#3-388

To Lieutenant General Dwight D. Eisenhower

October 30, 1942 Radio [No. R-2593] Washington, D.C.

Secret

From General Marshall to General Eisenhower.

I hesitate to burden you with the following discussion but it may be the last time I can conveniently reach you for some weeks to come.

In the mounting of TORCH I have had the War Department do everything in its power to provide what you have asked for. We have stripped units of men, reduced eight or nine divisions to such low levels in personnel that it will require from six to eight months to restore them to their former state of efficiency, and we have scalped the troops in this country for equipment to meet your requirements. I intend to see that this attitude is maintained in the approved program for the buildup of your forces by succeeding convoys. However there are certain measures I should like you to have under consideration to release the pressure on us.

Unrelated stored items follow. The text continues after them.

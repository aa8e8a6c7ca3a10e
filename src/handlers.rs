use axum::extract::multipart::MultipartRejection;
use axum::extract::rejection::JsonRejection;
use axum::extract::{Multipart, State};
use axum::Json;
use serde_json::{json, Value};
use tracing::{debug, error, info, warn};

use crate::assistant::ProcessError;
use crate::error::ApiError;
use crate::inventory::fetch_inventory;
use crate::state::AppState;
use crate::uploads::store_audio_upload;

/// `POST /ask`: `{ "text": "..." }` -> `{ "reply": "..." }`
pub async fn ask(
    State(state): State<AppState>,
    payload: Result<Json<Value>, JsonRejection>,
) -> Result<Json<Value>, ApiError> {
    let text = payload
        .ok()
        .and_then(|Json(body)| body.get("text").and_then(Value::as_str).map(str::to_string))
        .filter(|text| !text.trim().is_empty());

    let Some(text) = text else {
        warn!("Rejected /ask request without text");
        return Err(ApiError::bad_request("Text input is required"));
    };

    // The script reads inventory itself; the snapshot is not forwarded.
    let inventory = fetch_inventory(state.inventory.as_ref()).await?;
    debug!("Inventory snapshot holds {} items", inventory.len());

    info!("Forwarding text question to assistant ({} chars)", text.chars().count());
    let reply = state.assistant.ask(&text).await?;

    Ok(Json(json!({ "reply": reply })))
}

/// `POST /audio`: multipart field `audio` -> `{ "response": "..." }`
pub async fn audio(
    State(state): State<AppState>,
    multipart: Result<Multipart, MultipartRejection>,
) -> Result<Json<Value>, ApiError> {
    let mut multipart = multipart.map_err(|rejection| {
        warn!("Rejected /audio request: {}", rejection.body_text());
        ApiError::BadRequest {
            message: "No audio file uploaded".to_string(),
            details: Some(rejection.body_text()),
        }
    })?;

    let upload = store_audio_upload(&mut multipart, &state.config.system.upload_path()).await?;
    info!("Forwarding audio question to assistant: {}", upload.path().display());

    // Detached so the upload is still removed if the client goes away
    // while the assistant is running.
    let assistant = state.assistant.clone();
    let invocation = tokio::spawn(async move {
        let result = assistant.ask_with_audio(upload.path()).await;
        match &result {
            // Nothing ran, so the upload is left where it is.
            Err(ProcessError::Spawn { .. }) => {
                warn!(
                    "Assistant never started; leaving upload {} in place",
                    upload.path().display()
                );
            }
            _ => upload.remove().await,
        }
        result
    });

    let response = invocation.await.map_err(|e| {
        error!("Audio invocation task failed: {}", e);
        ApiError::Internal(e.to_string())
    })??;
    Ok(Json(json!({ "response": response })))
}
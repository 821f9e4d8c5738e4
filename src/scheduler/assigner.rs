use std::collections::BTreeMap;
use tokio::sync::mpsc;

use crate::membership::{NodeId, ProcessId};
use crate::scheduler::job::JobId;
use crate::scheduler::strategy::IdleWorker;
use crate::worker::runner::WorkerMessage;

/// Worker status as mirrored by a queue owner
#[derive(Debug, Clone, Copy, PartialEq, Eq)]
pub enum WorkerStatus {
    Idle,
    /// Running a job dispatched by this queue owner
    Busy(JobId),
    /// Not available to this queue owner until it reports ready again
    Claimed,
}

impl std::fmt::Display for WorkerStatus {
    fn fmt(&self, f: &mut std::fmt::Formatter<'_>) -> std::fmt::Result {
        match self {
            WorkerStatus::Idle => write!(f, "idle"),
            WorkerStatus::Busy(job_id) => write!(f, "busy({})", job_id),
            WorkerStatus::Claimed => write!(f, "claimed"),
        }
    }
}

/// Worker state tracking
#[derive(Debug, Clone)]
pub struct WorkerState {
    pub pid: ProcessId,
    pub status: WorkerStatus,
    pub idle_since: u64,
    pub last_dispatched: Option<u64>,
    inbox: mpsc::Sender<WorkerMessage>,
}

impl WorkerState {
    pub fn node(&self) -> NodeId {
        self.pid.node
    }

    pub fn is_alive(&self) -> bool {
        !self.inbox.is_closed()
    }
}

/// Tracks the workers known to one queue owner and their dispatch history.
///
/// Times are ticks of a logical clock advanced on every readiness report and
/// every dispatch.
#[derive(Debug, Default)]
pub struct JobAssigner {
    workers: BTreeMap<ProcessId, WorkerState>,
    clock: u64,
}

impl JobAssigner {
    pub fn new() -> Self {
        Self::default()
    }

    fn tick(&mut self) -> u64 {
        self.clock += 1;
        self.clock
    }

    /// Register a worker or mark a known one idle
    pub fn worker_ready(&mut self, pid: ProcessId, inbox: mpsc::Sender<WorkerMessage>) {
        let now = self.tick();
        match self.workers.get_mut(&pid) {
            Some(worker) => {
                worker.status = WorkerStatus::Idle;
                worker.idle_since = now;
                worker.inbox = inbox;
            }
            None => {
                self.workers.insert(
                    pid,
                    WorkerState {
                        pid,
                        status: WorkerStatus::Idle,
                        idle_since: now,
                        last_dispatched: None,
                        inbox,
                    },
                );
                tracing::debug!(worker = %pid, "Worker registered");
            }
        }
    }

    /// Idle, live workers on one of the `visible` nodes
    pub fn idle_workers(&self, visible: &[NodeId]) -> Vec<IdleWorker> {
        self.workers
            .values()
            .filter(|w| w.status == WorkerStatus::Idle)
            .filter(|w| w.is_alive())
            .filter(|w| visible.contains(&w.node()))
            .map(|w| IdleWorker {
                pid: w.pid,
                node: w.node(),
                idle_since: w.idle_since,
                last_dispatched: w.last_dispatched,
            })
            .collect()
    }

    /// Mark `pid` busy with `job_id`, returning its inbox
    pub fn assign(&mut self, pid: ProcessId, job_id: JobId) -> Option<mpsc::Sender<WorkerMessage>> {
        let now = self.tick();
        let worker = self.workers.get_mut(&pid)?;
        if worker.status != WorkerStatus::Idle {
            return None;
        }
        worker.status = WorkerStatus::Busy(job_id);
        worker.last_dispatched = Some(now);
        Some(worker.inbox.clone())
    }

    /// The worker finished `job_id`; it stays unavailable until it reports ready
    pub fn job_completed(&mut self, pid: ProcessId, job_id: &JobId) {
        if let Some(worker) = self.workers.get_mut(&pid) {
            if worker.status == WorkerStatus::Busy(*job_id) {
                worker.status = WorkerStatus::Claimed;
            }
        }
    }

    /// The worker is busy for someone else
    pub fn mark_claimed(&mut self, pid: ProcessId) {
        if let Some(worker) = self.workers.get_mut(&pid) {
            worker.status = WorkerStatus::Claimed;
        }
    }

    pub fn remove_worker(&mut self, pid: &ProcessId) -> Option<WorkerState> {
        let removed = self.workers.remove(pid);
        if removed.is_some() {
            tracing::debug!(worker = %pid, "Worker removed");
        }
        removed
    }

    /// Workers running on `node`
    pub fn workers_on(&self, node: NodeId) -> Vec<ProcessId> {
        self.workers
            .values()
            .filter(|w| w.node() == node)
            .map(|w| w.pid)
            .collect()
    }

    /// Status of every known worker
    pub fn snapshot(&self) -> BTreeMap<ProcessId, WorkerStatus> {
        self.workers
            .values()
            .map(|w| (w.pid, w.status))
            .collect()
    }

    pub fn len(&self) -> usize {
        self.workers.len()
    }

    pub fn is_empty(&self) -> bool {
        self.workers.is_empty()
    }
}

#[cfg(test)]
mod tests {
    use super::*;
    use uuid::Uuid;

    fn pid(node: NodeId, seq: u64) -> ProcessId {
        ProcessId { node, seq }
    }

    #[test]
    fn ready_workers_are_idle() {
        let (tx, _rx) = mpsc::channel(1);
        let mut assigner = JobAssigner::new();
        assigner.worker_ready(pid(1, 1), tx.clone());
        assigner.worker_ready(pid(2, 2), tx);

        assert_eq!(assigner.idle_workers(&[1, 2]).len(), 2);
        // Node 2 not visible
        assert_eq!(assigner.idle_workers(&[1]).len(), 1);
    }

    #[test]
    fn assign_marks_busy_and_records_dispatch() {
        let (tx, _rx) = mpsc::channel(1);
        let mut assigner = JobAssigner::new();
        assigner.worker_ready(pid(1, 1), tx);
        let job_id = Uuid::new_v4();

        assert!(assigner.assign(pid(1, 1), job_id).is_some());
        assert!(assigner.idle_workers(&[1]).is_empty());
        // Already busy
        assert!(assigner.assign(pid(1, 1), Uuid::new_v4()).is_none());
        assert_eq!(assigner.snapshot()[&pid(1, 1)], WorkerStatus::Busy(job_id));

        assigner.job_completed(pid(1, 1), &job_id);
        assert_eq!(assigner.snapshot()[&pid(1, 1)], WorkerStatus::Claimed);

        let (tx, _rx2) = mpsc::channel(1);
        assigner.worker_ready(pid(1, 1), tx);
        let idle = assigner.idle_workers(&[1]);
        assert_eq!(idle.len(), 1);
        assert!(idle[0].last_dispatched.is_some());
    }

    #[test]
    fn completion_of_stale_job_keeps_status() {
        let (tx, _rx) = mpsc::channel(1);
        let mut assigner = JobAssigner::new();
        assigner.worker_ready(pid(1, 1), tx);
        let current = Uuid::new_v4();
        assigner.assign(pid(1, 1), current);

        assigner.job_completed(pid(1, 1), &Uuid::new_v4());
        assert_eq!(assigner.snapshot()[&pid(1, 1)], WorkerStatus::Busy(current));
    }

    #[test]
    fn dead_workers_are_not_idle() {
        let (tx, rx) = mpsc::channel(1);
        let mut assigner = JobAssigner::new();
        assigner.worker_ready(pid(1, 1), tx);
        drop(rx);
        assert!(assigner.idle_workers(&[1]).is_empty());
    }

    #[test]
    fn workers_on_node() {
        let (tx, _rx) = mpsc::channel(1);
        let mut assigner = JobAssigner::new();
        assigner.worker_ready(pid(1, 1), tx.clone());
        assigner.worker_ready(pid(2, 2), tx.clone());
        assigner.worker_ready(pid(2, 3), tx);

        assert_eq!(assigner.workers_on(2), vec![pid(2, 2), pid(2, 3)]);
        assigner.remove_worker(&pid(2, 2));
        assert_eq!(assigner.workers_on(2), vec![pid(2, 3)]);
        assert_eq!(assigner.len(), 2);
    }
}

I wish that as soon as you have gotten by the first phase of establishing your position in the African Theatre, that you would take some driving personality and see what can be done quickly to build up SOS forces composed mostly of the natives of that region, with American or possibly even French commanders or chiefs for subpositions. I mean by this that rather than call on us for additional battalions or stevedores, troops or regiments of engineers, and so forth, that you either create there or call on us for the skeleton organization, the ranks to be filled by civilians, ordinary laborers, or what not.

Such a procedure if given wide application and handled by an alert man should not only save us burdensome calls involving tonnage and future maintenance and the heavy drain on personnel but it would give employment to large numbers of people, make them happy with American pay, save us the necessity of providing shelter and rations, and generally win the people who have been under heavy economic pressure for a long time.

I suppose you have had all of this in mind but it is impressed on me because of the drainage, almost the emasculation of our troop setup here in the States in order to provide the massive U.S. SOS for the United Kingdom and all of the SOS and kindred units that we have had to deliver to you. Please have this in mind.1

Document Copy Text Source: George C. Marshall Papers, Pentagon Office Collection, Selected Materials, George C. Marshall Research Library, Lexington, Virginia.

Document Format: Typed radio message.

1. Eisenhower replied the following day that the chief of staff's messages would continue to reach him via Gibraltar. He promised to build up the Services of Supply from local manpower. (Papers of DDE, 1: 648.)

Recommended Citation: The Papers of George Catlett Marshall, ed. Larry I. Bland and Sharon Ritenour Stevens (Lexington, Va.: The George C. Marshall Foundation, 1981– ). Electronic version based on The Papers of George Catlett Marshall, vol. 3, “The Right Man for the Job,” December 7, 1941-May 31, 1943 (Baltimore and London: The Johns Hopkins University Press, 1991), pp. 417–418.